Exercise: Go through the records and count the lines where the string "Transport" occurs. Reply with the number only.

Available data:
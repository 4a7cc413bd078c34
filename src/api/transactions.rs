use log::info;
use reqwest::Method;
use serde_json::{Value, json};

use super::params;
use crate::http::Transport;
use crate::log::mask_string;
use crate::session::Session;

pub const DEFAULT_TRANSACTION_LIMIT: u32 = 20;

impl<T: Transport> Session<T> {
    /// Transactions sent or received by `address`, newest first.
    pub async fn list_transactions(&self, address: &str, limit: Option<u32>, offset: Option<u32>) -> Value {
        self.send_request(
            Method::GET,
            "transactions",
            params([
                ("senderId", json!(address)),
                ("recipientId", json!(address)),
                ("limit", json!(limit.unwrap_or(DEFAULT_TRANSACTION_LIMIT))),
                ("offset", json!(offset.unwrap_or(0))),
                ("orderBy", json!("timestamp:desc")),
            ]),
        )
        .await
    }

    pub async fn get_transaction(&self, id: &str) -> Value {
        self.send_request(Method::GET, "transactions/get", params([("id", json!(id))]))
            .await
    }

    /// Asks the node to sign and relay a transfer of `amount` beddows.
    ///
    /// The passphrases travel in the request body; they are never logged.
    pub async fn send_lsk(&self, recipient: &str, amount: u64, secret: &str, second_secret: Option<&str>) -> Value {
        info!(
            recipient = &*mask_string(recipient),
            amount = amount,
            second_signature = second_secret.is_some();
            "Submitting transfer"
        );

        let mut body = params([
            ("recipientId", json!(recipient)),
            ("amount", json!(amount)),
            ("secret", json!(secret)),
        ])
        .unwrap_or_default();
        if let Some(second_secret) = second_secret {
            body.insert("secondSecret".to_string(), json!(second_secret));
        }

        self.send_request(Method::POST, "transactions", Some(body)).await
    }

    pub async fn list_multisignature_transactions(&self) -> Value {
        self.send_request(Method::GET, "transactions/multisignatures", None)
            .await
    }

    pub async fn get_multisignature_transaction(&self, id: &str) -> Value {
        self.send_request(Method::GET, "transactions/multisignatures/get", params([("id", json!(id))]))
            .await
    }

    /// Relays a transaction signed elsewhere through the peer route.
    pub async fn broadcast_signed_transaction(&self, transaction: Value) -> Value {
        info!(
            id = transaction.get("id").and_then(Value::as_str).unwrap_or("-");
            "Broadcasting signed transaction"
        );
        self.send_peer_request(Method::POST, "transactions", json!({ "transaction": transaction }))
            .await
    }
}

Response below: 2